> Extracted information
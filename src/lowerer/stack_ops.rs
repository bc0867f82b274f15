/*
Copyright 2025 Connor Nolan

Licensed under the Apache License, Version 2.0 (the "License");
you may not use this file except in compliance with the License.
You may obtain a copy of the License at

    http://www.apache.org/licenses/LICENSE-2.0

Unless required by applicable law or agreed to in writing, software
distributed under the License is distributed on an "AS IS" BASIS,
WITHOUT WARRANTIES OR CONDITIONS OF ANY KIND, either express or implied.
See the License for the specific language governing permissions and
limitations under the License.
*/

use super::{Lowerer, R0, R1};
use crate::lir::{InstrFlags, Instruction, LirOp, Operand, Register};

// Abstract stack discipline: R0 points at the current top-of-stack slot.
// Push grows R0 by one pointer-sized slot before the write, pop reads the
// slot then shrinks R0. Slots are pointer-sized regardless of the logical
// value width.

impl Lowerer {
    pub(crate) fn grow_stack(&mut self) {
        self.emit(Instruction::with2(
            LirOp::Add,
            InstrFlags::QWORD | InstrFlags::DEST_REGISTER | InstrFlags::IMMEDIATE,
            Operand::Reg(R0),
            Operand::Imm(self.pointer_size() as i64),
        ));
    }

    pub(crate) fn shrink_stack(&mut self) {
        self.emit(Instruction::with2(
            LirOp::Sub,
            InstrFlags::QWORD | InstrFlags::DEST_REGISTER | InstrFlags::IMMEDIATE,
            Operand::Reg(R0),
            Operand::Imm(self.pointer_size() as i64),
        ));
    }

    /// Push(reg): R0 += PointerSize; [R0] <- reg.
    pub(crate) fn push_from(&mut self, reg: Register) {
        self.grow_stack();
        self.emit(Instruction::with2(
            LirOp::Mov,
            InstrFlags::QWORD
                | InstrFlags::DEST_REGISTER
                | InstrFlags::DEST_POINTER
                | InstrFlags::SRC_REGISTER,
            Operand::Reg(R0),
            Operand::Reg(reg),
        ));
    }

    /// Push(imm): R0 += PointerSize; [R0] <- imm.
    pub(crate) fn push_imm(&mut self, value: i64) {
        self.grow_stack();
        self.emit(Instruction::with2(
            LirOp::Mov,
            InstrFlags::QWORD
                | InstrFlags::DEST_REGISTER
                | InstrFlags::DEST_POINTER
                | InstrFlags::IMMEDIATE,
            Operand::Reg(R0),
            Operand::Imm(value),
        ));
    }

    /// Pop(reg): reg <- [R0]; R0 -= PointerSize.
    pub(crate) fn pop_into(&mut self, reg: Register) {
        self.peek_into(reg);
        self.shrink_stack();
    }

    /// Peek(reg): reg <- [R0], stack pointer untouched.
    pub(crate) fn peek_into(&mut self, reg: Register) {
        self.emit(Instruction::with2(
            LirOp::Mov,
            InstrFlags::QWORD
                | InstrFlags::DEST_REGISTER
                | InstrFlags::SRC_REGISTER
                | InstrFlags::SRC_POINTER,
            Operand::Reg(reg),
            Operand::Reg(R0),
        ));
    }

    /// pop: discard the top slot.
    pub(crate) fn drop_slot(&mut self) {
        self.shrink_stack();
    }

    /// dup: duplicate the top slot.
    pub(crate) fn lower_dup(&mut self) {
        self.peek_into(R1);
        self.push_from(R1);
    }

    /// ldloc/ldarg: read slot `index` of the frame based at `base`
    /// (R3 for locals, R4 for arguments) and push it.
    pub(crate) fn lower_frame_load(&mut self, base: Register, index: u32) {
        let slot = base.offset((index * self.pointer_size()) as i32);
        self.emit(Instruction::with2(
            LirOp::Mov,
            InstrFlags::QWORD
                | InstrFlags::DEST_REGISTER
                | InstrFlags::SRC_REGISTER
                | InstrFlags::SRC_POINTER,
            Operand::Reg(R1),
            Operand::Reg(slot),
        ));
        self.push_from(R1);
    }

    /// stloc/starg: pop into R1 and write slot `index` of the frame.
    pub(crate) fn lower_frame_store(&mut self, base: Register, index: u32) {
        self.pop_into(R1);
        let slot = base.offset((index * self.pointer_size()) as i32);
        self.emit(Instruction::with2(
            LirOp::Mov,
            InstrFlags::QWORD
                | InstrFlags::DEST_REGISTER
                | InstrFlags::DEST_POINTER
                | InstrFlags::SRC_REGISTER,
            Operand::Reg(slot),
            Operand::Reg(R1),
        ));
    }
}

==

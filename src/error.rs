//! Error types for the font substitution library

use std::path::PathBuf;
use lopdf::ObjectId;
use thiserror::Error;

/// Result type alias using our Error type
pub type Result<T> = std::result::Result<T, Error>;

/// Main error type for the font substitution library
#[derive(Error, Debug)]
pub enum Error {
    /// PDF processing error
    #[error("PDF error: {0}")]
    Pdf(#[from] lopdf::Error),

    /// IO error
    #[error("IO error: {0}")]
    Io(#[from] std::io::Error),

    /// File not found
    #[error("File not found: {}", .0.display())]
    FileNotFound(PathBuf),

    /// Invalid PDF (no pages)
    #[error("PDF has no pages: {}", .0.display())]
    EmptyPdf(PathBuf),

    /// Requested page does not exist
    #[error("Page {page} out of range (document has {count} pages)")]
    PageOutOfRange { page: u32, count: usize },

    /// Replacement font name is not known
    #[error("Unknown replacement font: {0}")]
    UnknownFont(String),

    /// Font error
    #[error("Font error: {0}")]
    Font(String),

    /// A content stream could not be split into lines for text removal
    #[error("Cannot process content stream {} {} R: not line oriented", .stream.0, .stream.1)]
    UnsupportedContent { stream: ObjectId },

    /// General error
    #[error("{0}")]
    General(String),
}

---

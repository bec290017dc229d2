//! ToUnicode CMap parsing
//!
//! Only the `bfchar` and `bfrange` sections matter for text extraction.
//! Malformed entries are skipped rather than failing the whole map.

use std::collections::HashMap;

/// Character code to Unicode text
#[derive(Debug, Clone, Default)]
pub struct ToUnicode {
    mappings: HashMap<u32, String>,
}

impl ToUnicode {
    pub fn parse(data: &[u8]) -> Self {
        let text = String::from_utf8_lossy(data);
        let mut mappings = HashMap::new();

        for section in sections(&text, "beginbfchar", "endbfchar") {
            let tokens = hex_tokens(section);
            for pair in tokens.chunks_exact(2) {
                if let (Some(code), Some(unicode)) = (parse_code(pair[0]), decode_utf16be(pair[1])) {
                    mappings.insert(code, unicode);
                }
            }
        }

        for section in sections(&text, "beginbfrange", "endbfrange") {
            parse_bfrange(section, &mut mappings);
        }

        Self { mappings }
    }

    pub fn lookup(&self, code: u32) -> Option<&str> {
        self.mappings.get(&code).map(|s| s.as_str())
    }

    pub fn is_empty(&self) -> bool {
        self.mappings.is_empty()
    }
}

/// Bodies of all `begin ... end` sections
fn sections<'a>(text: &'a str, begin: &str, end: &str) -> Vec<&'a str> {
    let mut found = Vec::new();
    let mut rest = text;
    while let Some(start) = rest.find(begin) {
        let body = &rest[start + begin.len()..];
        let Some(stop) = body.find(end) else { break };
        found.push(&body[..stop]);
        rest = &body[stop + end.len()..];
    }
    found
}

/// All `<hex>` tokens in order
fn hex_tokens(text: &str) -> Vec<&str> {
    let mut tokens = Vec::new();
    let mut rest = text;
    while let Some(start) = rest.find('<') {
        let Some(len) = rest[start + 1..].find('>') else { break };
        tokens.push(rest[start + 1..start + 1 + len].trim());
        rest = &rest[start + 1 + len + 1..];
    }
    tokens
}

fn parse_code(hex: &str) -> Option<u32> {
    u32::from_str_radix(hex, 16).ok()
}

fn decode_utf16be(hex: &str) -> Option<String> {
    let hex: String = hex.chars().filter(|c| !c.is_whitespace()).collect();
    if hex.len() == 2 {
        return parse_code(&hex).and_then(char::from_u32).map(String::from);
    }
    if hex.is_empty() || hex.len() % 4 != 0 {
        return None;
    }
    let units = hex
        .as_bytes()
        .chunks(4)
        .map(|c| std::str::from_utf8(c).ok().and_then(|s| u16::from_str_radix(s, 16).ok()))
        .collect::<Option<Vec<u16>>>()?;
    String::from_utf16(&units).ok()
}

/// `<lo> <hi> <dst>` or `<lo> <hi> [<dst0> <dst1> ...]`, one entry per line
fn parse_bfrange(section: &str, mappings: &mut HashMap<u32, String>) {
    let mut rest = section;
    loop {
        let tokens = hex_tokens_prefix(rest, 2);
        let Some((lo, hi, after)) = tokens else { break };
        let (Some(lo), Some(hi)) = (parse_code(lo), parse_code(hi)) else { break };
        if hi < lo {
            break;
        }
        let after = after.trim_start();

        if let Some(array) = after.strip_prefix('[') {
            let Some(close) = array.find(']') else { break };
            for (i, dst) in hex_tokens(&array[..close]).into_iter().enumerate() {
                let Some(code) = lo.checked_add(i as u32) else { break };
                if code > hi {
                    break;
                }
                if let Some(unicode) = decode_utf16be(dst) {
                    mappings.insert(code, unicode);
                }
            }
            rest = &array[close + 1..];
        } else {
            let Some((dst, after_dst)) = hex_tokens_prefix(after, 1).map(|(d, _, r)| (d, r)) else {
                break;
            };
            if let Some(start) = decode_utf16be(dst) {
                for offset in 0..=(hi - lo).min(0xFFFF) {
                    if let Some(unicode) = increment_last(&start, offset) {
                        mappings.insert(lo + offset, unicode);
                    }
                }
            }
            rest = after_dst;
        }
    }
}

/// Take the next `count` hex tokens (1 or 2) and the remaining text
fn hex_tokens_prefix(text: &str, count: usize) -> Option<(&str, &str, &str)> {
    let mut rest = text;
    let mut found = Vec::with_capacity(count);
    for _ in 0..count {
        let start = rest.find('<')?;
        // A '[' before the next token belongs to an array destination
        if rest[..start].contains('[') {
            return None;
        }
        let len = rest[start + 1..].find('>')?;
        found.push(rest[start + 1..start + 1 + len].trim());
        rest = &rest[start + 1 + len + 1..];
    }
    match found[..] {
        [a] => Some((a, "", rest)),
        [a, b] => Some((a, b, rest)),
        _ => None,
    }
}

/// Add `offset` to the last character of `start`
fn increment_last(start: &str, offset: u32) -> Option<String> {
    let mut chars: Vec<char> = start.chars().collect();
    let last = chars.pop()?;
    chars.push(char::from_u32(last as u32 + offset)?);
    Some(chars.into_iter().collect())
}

> Your objective
Return word for word the lines above from the line with "filename src/lowerer/stack_ops.rs" to the line with "pop reads the", including both and leaving out all others.

> Reply
filename src/lowerer/stack_ops.rs
repository bc0867f82b274f15
/*
Copyright 2025 Connor Nolan

Licensed under the Apache License, Version 2.0 (the "License");
you may not use this file except in compliance with the License.
You may obtain a copy of the License at

    http://www.apache.org/licenses/LICENSE-2.0

Unless required by applicable law or agreed to in writing, software
distributed under the License is distributed on an "AS IS" BASIS,
WITHOUT WARRANTIES OR CONDITIONS OF ANY KIND, either express or implied.
See the License for the specific language governing permissions and
limitations under the License.
*/

use super::{Lowerer, R0, R1};
use crate::lir::{InstrFlags, Instruction, LirOp, Operand, Register};

// Abstract stack discipline: R0 points at the current top-of-stack slot.
// Push grows R0 by one pointer-sized slot before the write, pop reads the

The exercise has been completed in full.